Erin Lee Carr (born April 15, 1988) is an American documentary film director most well known for her HBO documentary Thought Crimes: The Case of the Cannibal Cop and the Vice Media documentary Click. Print. Gun. She is the daughter of the late New York Times media columnist David Michael Carr. She currently lives in New York City.
Carr was born on April 15, 1988 in Minneapolis, Minnesota to David Carr and his girlfriend Anna. Carr and her twin sister, Megan, were born two and a half months early. David Carr and Anna lost custody of the twins because of Anna and David's drug addictions. This placed Erin Carr and her sister into foster care for a summer. When her father got out of rehab, he regained physical custody of the girls. In 1994 he married Erin's step-mother, Jill Rooney, and they all lived in Minneapolis, Minnesota.

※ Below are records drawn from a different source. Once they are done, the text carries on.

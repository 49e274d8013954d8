use image::{ImageBuffer, Rgba};
use lsb_carrier::{
    cli::{HideArgs, InspectArgs, RecoverArgs},
    encode_png,
    handler::{handle_hide, handle_inspect, handle_recover, next_filename},
};
use rand::{RngCore, SeedableRng, rngs::StdRng};
use std::fs;
use std::path::Path;
use tempfile::tempdir;

/// 一个辅助函数，用于创建一个带有随机像素的普通图像
fn create_test_image(path: &Path, width: u32, height: u32) {
    let mut img_buf = ImageBuffer::new(width, height);
    let mut raw_pixels = vec![0u8; (width * height * 4) as usize];
    StdRng::seed_from_u64(0x5eed).fill_bytes(&mut raw_pixels);

    img_buf
        .pixels_mut()
        .zip(raw_pixels.chunks_exact(4))
        .for_each(|(pixel, chunk)| {
            *pixel = Rgba([chunk[0], chunk[1], chunk[2], 255]);
        });

    img_buf.save(path).expect("Failed to create test image.");
}

fn hide_args(file: &Path, dest: Option<&Path>) -> HideArgs {
    HideArgs {
        file: file.to_path_buf(),
        ext: None,
        dest: dest.map(Path::to_path_buf),
        force: false,
    }
}

fn recover_args(image: &Path, output: Option<&Path>) -> RecoverArgs {
    RecoverArgs {
        image: image.to_path_buf(),
        output: output.map(Path::to_path_buf),
        force: false,
        passthrough: false,
    }
}

/// 验证从隐藏到恢复的完整流程
#[test]
fn test_handle_hide_and_recover_integration() -> anyhow::Result<()> {
    // 1. 准备环境
    let dir = tempdir()?;
    let source_path = dir.path().join("source.bin");
    let carrier_path = dir.path().join("carrier.png");
    let recovered_path = dir.path().join("recovered.bin");

    let mut original = vec![0u8; 5000];
    StdRng::seed_from_u64(1).fill_bytes(&mut original);
    fs::write(&source_path, &original)?;

    // 2. 测试 handle_hide
    handle_hide(hide_args(&source_path, Some(&carrier_path)))?;
    assert!(carrier_path.exists(), "Carrier image should be created.");

    // 3. 测试 handle_recover
    handle_recover(recover_args(&carrier_path, Some(&recovered_path)))?;
    assert!(
        recovered_path.exists(),
        "Recovered file should be created."
    );

    // 4. 验证结果
    assert_eq!(
        fs::read(&recovered_path)?,
        original,
        "Recovered bytes must match the original."
    );

    Ok(())
}

/// 验证当用户不提供输出路径时，是否能正确生成默认路径并完成操作
#[test]
fn test_handle_hide_and_recover_with_defaults() -> anyhow::Result<()> {
    let dir = tempdir()?;
    let source_path = dir.path().join("notes.txt");
    let original_text = "Testing default path generation. 测试默认路径生成。";
    fs::write(&source_path, original_text)?;

    // 不提供 dest 路径
    handle_hide(hide_args(&source_path, None))?;
    let expected_carrier = dir.path().join("carrier_notes.png");
    assert!(
        expected_carrier.exists(),
        "Default carrier image should be created at: {:?}",
        expected_carrier
    );

    // 不提供输出路径，扩展名来自帧
    handle_recover(recover_args(&expected_carrier, None))?;
    let first = dir.path().join("carrier_notes_001.txt");
    assert_eq!(fs::read_to_string(&first)?, original_text);

    // 再次恢复时编号递增，不会覆盖已有文件
    handle_recover(recover_args(&expected_carrier, None))?;
    let second = dir.path().join("carrier_notes_002.txt");
    assert_eq!(fs::read_to_string(&second)?, original_text);

    Ok(())
}

/// 验证 --ext 覆盖源文件的扩展名，并支持其他无损输出格式
#[test]
fn test_hide_with_explicit_extension_and_bmp_output() -> anyhow::Result<()> {
    let dir = tempdir()?;
    let source_path = dir.path().join("archive");
    let carrier_path = dir.path().join("carrier.bmp");
    fs::write(&source_path, b"PK\x03\x04 not really a zip")?;

    let mut args = hide_args(&source_path, Some(&carrier_path));
    args.ext = Some(".zip".to_string());
    handle_hide(args)?;

    assert_eq!(image::ImageFormat::from_path(&carrier_path)?, image::ImageFormat::Bmp);
    handle_recover(recover_args(&carrier_path, None))?;
    assert_eq!(
        fs::read(dir.path().join("carrier_001.zip"))?,
        b"PK\x03\x04 not really a zip"
    );

    Ok(())
}

/// 验证覆盖保护机制以及 `--force` 标志是否按预期工作
#[test]
fn test_overwrite_protection_and_force_flag() -> anyhow::Result<()> {
    let dir = tempdir()?;
    let source_path = dir.path().join("payload.txt");
    let dest_path = dir.path().join("dest.png");
    fs::write(&source_path, "some text")?;

    // 先创建一个同名的目标文件，模拟“文件已存在”的场景
    fs::write(&dest_path, "this is a dummy file to be overwritten")?;

    let result = handle_hide(hide_args(&source_path, Some(&dest_path)));
    assert!(result.is_err(), "Execution should fail without --force when file exists.");
    if let Err(e) = result {
        assert!(e.to_string().contains("Output file already exists"));
    }

    let mut forced = hide_args(&source_path, Some(&dest_path));
    forced.force = true;
    handle_hide(forced)?;

    let dummy_content = fs::read(&dest_path)?;
    assert_ne!(dummy_content, b"this is a dummy file to be overwritten");

    Ok(())
}

/// 验证普通图像无法恢复，除非指定 --passthrough
#[test]
fn test_recover_plain_image_and_passthrough() -> anyhow::Result<()> {
    let dir = tempdir()?;
    let image_path = dir.path().join("photo.png");
    create_test_image(&image_path, 100, 100);

    let result = handle_recover(recover_args(&image_path, None));
    assert!(result.is_err());
    if let Err(e) = result {
        assert!(e.to_string().contains("Failed to recover a hidden file"));
    }

    let mut args = recover_args(&image_path, None);
    args.passthrough = true;
    handle_recover(args)?;

    let passthrough_path = dir.path().join("photo_001.png");
    assert_eq!(fs::read(&passthrough_path)?, fs::read(&image_path)?);

    Ok(())
}

/// 验证不支持的载体格式会被拒绝
#[test]
fn test_hide_rejects_lossy_destination() -> anyhow::Result<()> {
    let dir = tempdir()?;
    let source_path = dir.path().join("payload.txt");
    fs::write(&source_path, "lossy formats destroy the low bits")?;

    let result = handle_hide(hide_args(&source_path, Some(&dir.path().join("out.jpg"))));
    assert!(result.is_err());
    if let Err(e) = result {
        assert!(e.to_string().contains("Unsupported carrier format"));
    }

    Ok(())
}

/// 验证 inspect 对载体和普通图像都能正常运行
#[test]
fn test_handle_inspect() -> anyhow::Result<()> {
    let dir = tempdir()?;
    let source_path = dir.path().join("data.json");
    let carrier_path = dir.path().join("carrier.png");
    let plain_path = dir.path().join("plain.png");
    fs::write(&source_path, r#"{"hidden": true}"#)?;
    create_test_image(&plain_path, 32, 32);

    handle_hide(hide_args(&source_path, Some(&carrier_path)))?;
    handle_inspect(InspectArgs {
        image: carrier_path,
    })?;
    handle_inspect(InspectArgs { image: plain_path })?;

    let missing = handle_inspect(InspectArgs {
        image: dir.path().join("missing.png"),
    });
    assert!(missing.is_err());

    Ok(())
}

/// 验证顺序文件名只认三位编号
#[test]
fn test_next_filename_numbering() -> anyhow::Result<()> {
    let dir = tempdir()?;
    assert_eq!(
        next_filename(dir.path(), "result", "mp4")?,
        dir.path().join("result_001.mp4")
    );

    fs::write(dir.path().join("result_001.mp4"), b"")?;
    fs::write(dir.path().join("result_007.mp4"), b"")?;
    fs::write(dir.path().join("result_0099.mp4"), b"")?;
    fs::write(dir.path().join("result_050.png"), b"")?;
    fs::write(dir.path().join("other_080.mp4"), b"")?;

    assert_eq!(
        next_filename(dir.path(), "result", "mp4")?,
        dir.path().join("result_008.mp4")
    );
    assert_eq!(
        next_filename(dir.path(), "result", "")?,
        dir.path().join("result_001")
    );

    Ok(())
}

/// 验证图像中带路径字符的扩展名不会让默认输出逃出图像所在目录
#[test]
fn test_recover_rejects_path_like_extensions() -> anyhow::Result<()> {
    let dir = tempdir()?;
    let inner = dir.path().join("inner");
    fs::create_dir(&inner)?;
    // 让 `img_001.x/../../escaped` 这样的路径可以被解析
    fs::create_dir(inner.join("img_001.x"))?;

    for extension in ["a/b", "x/../../escaped", "..", "nul\0byte"] {
        let image_path = inner.join("img.png");
        fs::write(&image_path, encode_png(b"owned", extension)?)?;

        let result = handle_recover(recover_args(&image_path, None));
        assert!(result.is_err(), "extension {extension:?} should be refused");
        if let Err(e) = result {
            assert!(e.to_string().contains("Refusing unsafe file extension"));
        }
    }
    assert!(!dir.path().join("escaped").exists());
    assert!(!inner.join("escaped").exists());

    // 显式指定输出路径时仍然可以恢复
    let image_path = inner.join("img.png");
    let output = inner.join("explicit.bin");
    handle_recover(recover_args(&image_path, Some(&output)))?;
    assert_eq!(fs::read(&output)?, b"owned");

    assert!(next_filename(dir.path(), "result", "a/b").is_err());
    assert_eq!(
        next_filename(dir.path(), "result", "tar.gz")?,
        dir.path().join("result_001.tar.gz")
    );

    Ok(())
}
//! # 帧格式模块
//!
//! 嵌入图像的逻辑消息布局 (所有多比特字段高位在前)：
//!
//! ```text
//! [TotalLength: u32][ExtLen: u8][Extension: ExtLen 字节][PayloadSize: u32][Payload]
//! ```
//!
//! `TotalLength` 覆盖 `ExtLen` 之后的全部内容 (包括载荷本身)，而不只是元数据。

use crate::constants::{
    BITS_PER_PIXEL, CAPACITY_FRACTION, LENGTH_FIELD_BITS, MAX_EXTENSION_LEN, MIN_CARRIER_SIDE,
    PAYLOAD_SIZE_BYTES,
};
use crate::error::EncodeError;
use crate::steganography::{bytes_to_bits, capacity_bits};

/// 待嵌入的帧，借用载荷和扩展名。
#[derive(Debug, Clone, Copy)]
pub struct Frame<'a> {
    extension: &'a str,
    payload: &'a [u8],
    total_length: u32,
}

impl<'a> Frame<'a> {
    /// 构建帧。扩展名开头的一个 `.` 会被去掉。
    ///
    /// # Errors
    ///
    /// * 扩展名含非 ASCII 字符。
    /// * 扩展名超过 255 字节。
    /// * `TotalLength` 超出 u32 范围。
    pub fn new(payload: &'a [u8], extension: &'a str) -> Result<Self, EncodeError> {
        let extension = extension.strip_prefix('.').unwrap_or(extension);

        if !extension.is_ascii() {
            return Err(EncodeError::NonAsciiExtension(extension.to_string()));
        }

        let total_length = total_length(extension.len(), payload.len())?;

        Ok(Self {
            extension,
            payload,
            total_length,
        })
    }

    pub fn extension(&self) -> &'a str {
        self.extension
    }

    /// `1 + ExtLen + 4 + PayloadSize`。
    pub fn total_length(&self) -> u32 {
        self.total_length
    }

    /// 整个帧 (含 32 位长度前缀) 的比特数。
    pub fn total_bits(&self) -> usize {
        LENGTH_FIELD_BITS + self.total_length as usize * 8
    }

    /// 按嵌入顺序惰性展开整个帧的比特流。
    pub fn bits(self) -> impl Iterator<Item = u8> + 'a {
        let payload_size = self.payload.len() as u32;

        owned_bits(self.total_length.to_be_bytes())
            .chain(owned_bits([self.extension.len() as u8]))
            .chain(bytes_to_bits(self.extension.as_bytes()))
            .chain(owned_bits(payload_size.to_be_bytes()))
            .chain(bytes_to_bits(self.payload))
    }
}

fn owned_bits<const N: usize>(bytes: [u8; N]) -> impl Iterator<Item = u8> {
    bytes
        .into_iter()
        .flat_map(|byte| (0..8).rev().map(move |shift| (byte >> shift) & 1))
}

/// 计算 `TotalLength`，同时检查扩展名长度和 u32 上限。
pub fn total_length(ext_len: usize, payload_len: usize) -> Result<u32, EncodeError> {
    if ext_len > MAX_EXTENSION_LEN {
        return Err(EncodeError::ExtensionTooLong { len: ext_len });
    }

    (1 + ext_len + PAYLOAD_SIZE_BYTES)
        .checked_add(payload_len)
        .and_then(|len| u32::try_from(len).ok())
        .ok_or(EncodeError::PayloadTooLarge { len: payload_len })
}

/// 根据扩展名和载荷长度估算正方形载体的边长。
///
/// 假设只有 60% 的像素可用、每个像素 3 个比特：
/// `side = max(ceil(sqrt(ceil(totalBits / 1.8))), 64)`。
pub fn carrier_side(ext_len: usize, payload_len: usize) -> Result<u32, EncodeError> {
    let total_length = total_length(ext_len, payload_len)?;
    let total_bits = LENGTH_FIELD_BITS as f64 + total_length as f64 * 8.0;

    let pixels_needed = (total_bits / (CAPACITY_FRACTION * BITS_PER_PIXEL as f64)).ceil();
    let side = pixels_needed.sqrt().ceil() as u32;

    Ok(side.max(MIN_CARRIER_SIDE))
}

/// 边长为 `side` 的正方形载体的容量区域是否足以容纳 `total_bits` 个比特。
pub fn carrier_capacity_fits(side: u32, total_bits: usize) -> bool {
    capacity_bits(side, side) >= total_bits
}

Carr graduated from the University of Wisconsin–Madison in 2010 with a Bachelor of Arts in Communication Arts. Carr attributes Madison for instilling her with a good work ethic. While at Madison she worked as a resident assistant, hosted a WSUM radio show called Riot Grrrl, and was a media assistant in the Instructional Media Lab.

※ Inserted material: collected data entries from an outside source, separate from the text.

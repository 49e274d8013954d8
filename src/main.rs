use clap::Parser;
use env_logger::Builder;
use log::LevelFilter;
use std::io::Write;

use lsb_carrier::{
    cli::{Cli, Commands},
    handler::{handle_hide, handle_inspect, handle_recover},
};

/// 初始化日志：`--log-level` 作为默认级别，`RUST_LOG` 可以覆盖。
fn init_logger(level: LevelFilter) {
    Builder::new()
        .format(|buf, record| {
            writeln!(
                buf,
                "[{}] [{}] {}",
                buf.timestamp_seconds(),
                record.level(),
                record.args()
            )
        })
        .filter_level(level)
        .parse_default_env()
        .init();
}

/// 程序的主入口点
///
/// 负责解析命令行参数，并根据指定的子命令（`hide`、`recover` 或 `inspect`）
/// 将执行分派到相应的处理函数
fn main() -> anyhow::Result<()> {
    // 解析命令行参数
    let cli = Cli::parse();
    init_logger(cli.log_level);

    // 根据子命令调用相应的处理函数
    match cli.command {
        Commands::Hide(args) => handle_hide(args),
        Commands::Recover(args) => handle_recover(args),
        Commands::Inspect(args) => handle_inspect(args),
    }
}
//! Write-ahead log and staged copy-on-write updates.
//!
//! A [`StagedUpdate`] collects exclusively locked pages, hands out private
//! copies of their images, and on commit writes every image as one log record
//! before installing them. Abort (or drop) discards the copies, so a partially
//! built update never becomes visible.
//!
//! # Record format
//!
//! ```text
//! magic u32 | lsn u64 | count u32 | (page u32, image [PAGE_SIZE])* | crc32 u32
//! ```
//!
//! The checksum covers everything before it. Replay stops at the first record
//! that is short or fails its checksum; that record was never acknowledged.

use crate::page::{PAGE_SIZE, PageId};
use crate::storage::{PageStore, PageWriteGuard};
use anyhow::{Context, Result, anyhow};
use std::fs::{File, OpenOptions};
use std::io::{Read, Seek, SeekFrom, Write};
use std::path::Path;
use tracing::{debug, warn};

const RECORD_MAGIC: u32 = 0x4C57_414C;
const RECORD_HEADER: usize = 4 + 8 + 4;
const PAGE_ENTRY: usize = 4 + PAGE_SIZE;
const RECORD_TRAILER: usize = 4;

/// When the log is forced to stable storage.
#[derive(Debug, Clone, Copy, PartialEq, Eq, Default)]
pub enum SyncMode {
    /// Fsync the log on every commit. Commits survive power loss.
    #[default]
    Full,
    /// Fsync only at checkpoints. Commits survive a process crash.
    Normal,
    /// Never fsync.
    Off,
}

/// One committed group of page images.
#[derive(Debug)]
pub(crate) struct WalRecord {
    pub lsn: u64,
    pub pages: Vec<(PageId, Vec<u8>)>,
}

#[derive(Debug)]
pub(crate) struct Wal {
    file: File,
    len: u64,
    next_lsn: u64,
    sync: SyncMode,
}

impl Wal {
    pub(crate) fn open(path: &Path, sync: SyncMode) -> Result<Self> {
        let file = OpenOptions::new()
            .read(true)
            .append(true)
            .create(true)
            .open(path)
            .with_context(|| format!("Failed to open write-ahead log: {}", path.display()))?;
        let len = file.metadata()?.len();

        Ok(Self { file, len, next_lsn: 1, sync })
    }

    /// Reads every intact record. Torn tails are dropped.
    pub(crate) fn recover(&mut self) -> Result<Vec<WalRecord>> {
        let mut bytes = Vec::with_capacity(self.len as usize);
        self.file.seek(SeekFrom::Start(0))?;
        self.file.read_to_end(&mut bytes)?;

        let (records, consumed) = parse_records(&bytes);
        if consumed < bytes.len() {
            warn!(
                discarded = bytes.len() - consumed,
                "wal.recover.torn_tail"
            );
        }
        if let Some(last) = records.last() {
            self.next_lsn = last.lsn + 1;
        }
        Ok(records)
    }

    /// Appends one record and returns its sequence number.
    pub(crate) fn append(&mut self, images: &[(PageId, &[u8])]) -> Result<u64> {
        let lsn = self.next_lsn;
        let mut buf = Vec::with_capacity(RECORD_HEADER + images.len() * PAGE_ENTRY + RECORD_TRAILER);
        buf.extend_from_slice(&RECORD_MAGIC.to_le_bytes());
        buf.extend_from_slice(&lsn.to_le_bytes());
        buf.extend_from_slice(&(images.len() as u32).to_le_bytes());
        for &(page, image) in images {
            debug_assert_eq!(image.len(), PAGE_SIZE);
            buf.extend_from_slice(&page.to_le_bytes());
            buf.extend_from_slice(image);
        }
        let crc = crc32fast::hash(&buf);
        buf.extend_from_slice(&crc.to_le_bytes());

        self.file.write_all(&buf).context("Failed to append to write-ahead log")?;
        if self.sync == SyncMode::Full {
            self.file.sync_data()?;
        }

        self.len += buf.len() as u64;
        self.next_lsn += 1;
        Ok(lsn)
    }

    pub(crate) fn truncate(&mut self) -> Result<()> {
        self.file.set_len(0)?;
        if self.sync != SyncMode::Off {
            self.file.sync_all()?;
        }
        self.len = 0;
        Ok(())
    }

    pub(crate) fn len(&self) -> u64 {
        self.len
    }
}

fn parse_records(bytes: &[u8]) -> (Vec<WalRecord>, usize) {
    let mut records = Vec::new();
    let mut at = 0;

    while let Some((record, size)) = parse_record(&bytes[at..]) {
        records.push(record);
        at += size;
    }

    (records, at)
}

fn parse_record(bytes: &[u8]) -> Option<(WalRecord, usize)> {
    let header = bytes.get(..RECORD_HEADER)?;
    let magic = u32::from_le_bytes(header[0..4].try_into().ok()?);
    if magic != RECORD_MAGIC {
        return None;
    }
    let lsn = u64::from_le_bytes(header[4..12].try_into().ok()?);
    let count = u32::from_le_bytes(header[12..16].try_into().ok()?) as usize;

    let body_end = RECORD_HEADER.checked_add(count.checked_mul(PAGE_ENTRY)?)?;
    let total = body_end.checked_add(RECORD_TRAILER)?;
    let record = bytes.get(..total)?;

    let stored = u32::from_le_bytes(record[body_end..total].try_into().ok()?);
    if crc32fast::hash(&record[..body_end]) != stored {
        return None;
    }

    let pages = record[RECORD_HEADER..body_end]
        .chunks_exact(PAGE_ENTRY)
        .map(|entry| {
            let page = PageId::from_le_bytes([entry[0], entry[1], entry[2], entry[3]]);
            (page, entry[4..].to_vec())
        })
        .collect();

    Some((WalRecord { lsn, pages }, total))
}

/// Handle to a page registered in a [`StagedUpdate`].
#[derive(Debug, Clone, Copy, PartialEq, Eq)]
pub struct StageHandle(usize);

struct StagedPage {
    guard: PageWriteGuard,
    image: Box<[u8]>,
}

/// A group of page modifications that commit or abort together.
///
/// Registering a page moves its exclusive lock into the scope; the lock is
/// released only by `commit`, `commit_retaining`, `abort` or drop. Changes made
/// through `page_mut` go to a private copy and are invisible to readers until
/// commit succeeds.
pub struct StagedUpdate<'s> {
    store: &'s PageStore,
    pages: Vec<StagedPage>,
}

impl std::fmt::Debug for StagedUpdate<'_> {
    fn fmt(&self, f: &mut std::fmt::Formatter<'_>) -> std::fmt::Result {
        let pages: Vec<PageId> = self.pages.iter().map(|p| p.guard.page_id()).collect();
        f.debug_struct("StagedUpdate").field("pages", &pages).finish()
    }
}

impl<'s> StagedUpdate<'s> {
    pub(crate) fn new(store: &'s PageStore) -> Self {
        Self { store, pages: Vec::new() }
    }

    /// Takes ownership of a locked page and stages a copy of its image.
    pub fn register(&mut self, guard: PageWriteGuard) -> StageHandle {
        let image = guard.image().to_vec().into_boxed_slice();
        self.pages.push(StagedPage { guard, image });
        StageHandle(self.pages.len() - 1)
    }

    /// Staged image of a registered page.
    #[must_use]
    pub fn page(&self, handle: StageHandle) -> &[u8] {
        &self.pages[handle.0].image
    }

    /// Mutable staged image of a registered page.
    pub fn page_mut(&mut self, handle: StageHandle) -> &mut [u8] {
        &mut self.pages[handle.0].image
    }

    /// Page id behind a handle.
    #[must_use]
    pub fn page_id(&self, handle: StageHandle) -> PageId {
        self.pages[handle.0].guard.page_id()
    }

    /// Number of registered pages.
    #[must_use]
    pub fn len(&self) -> usize {
        self.pages.len()
    }

    /// True if nothing has been registered.
    #[must_use]
    pub fn is_empty(&self) -> bool {
        self.pages.is_empty()
    }

    /// Publishes every staged image atomically and releases the locks.
    ///
    /// # Errors
    ///
    /// Returns an error if the log append fails. Nothing is published then and
    /// the locks are released with the committed images unchanged.
    pub fn commit(self) -> Result<()> {
        self.finish(None).map(|_| ())
    }

    /// Like [`commit`](Self::commit), but keeps the lock on one page.
    ///
    /// The returned guard sees the newly committed image.
    ///
    /// # Errors
    ///
    /// Returns an error if the log append fails.
    pub fn commit_retaining(self, keep: StageHandle) -> Result<PageWriteGuard> {
        self.finish(Some(keep))?
            .ok_or_else(|| anyhow!("retained page was not registered in the staged update"))
    }

    /// Discards every staged image and releases the locks.
    pub fn abort(self) {
        debug!(pages = self.pages.len(), "wal.staged_update.abort");
    }

    fn finish(mut self, keep: Option<StageHandle>) -> Result<Option<PageWriteGuard>> {
        let pages = std::mem::take(&mut self.pages);
        if pages.is_empty() {
            return Ok(None);
        }

        {
            let images: Vec<(PageId, &[u8])> =
                pages.iter().map(|p| (p.guard.page_id(), &p.image[..])).collect();
            self.store.commit_images(&images)?;
        }

        let mut retained = None;
        for (index, mut staged) in pages.into_iter().enumerate() {
            staged.guard.install(&staged.image);
            if keep == Some(StageHandle(index)) {
                retained = Some(staged.guard);
            }
        }

        Ok(retained)
    }
}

In the summer of 2009, Carr interned with Fox Searchlight Pictures as a public relations intern. In this position she got to work on the press for films like 500 Days of Summer, Adam, and Whip It!.
From January 2010 to April 2010, she worked with Doc Alliance Films as a public relations intern. In this position she got to help an international documentary company find media outlets in the United States.
Carr began working at Vice through an internship in 2010 which quickly turned into a job after she graduated from UW-Madison. She worked at Vice for three years. She began as an intern in 2010 and worked her way to an Associate Producer position for Vice's Motherboard, a sub-set online magazine and video channel which focuses on the intersection of technology, science and people.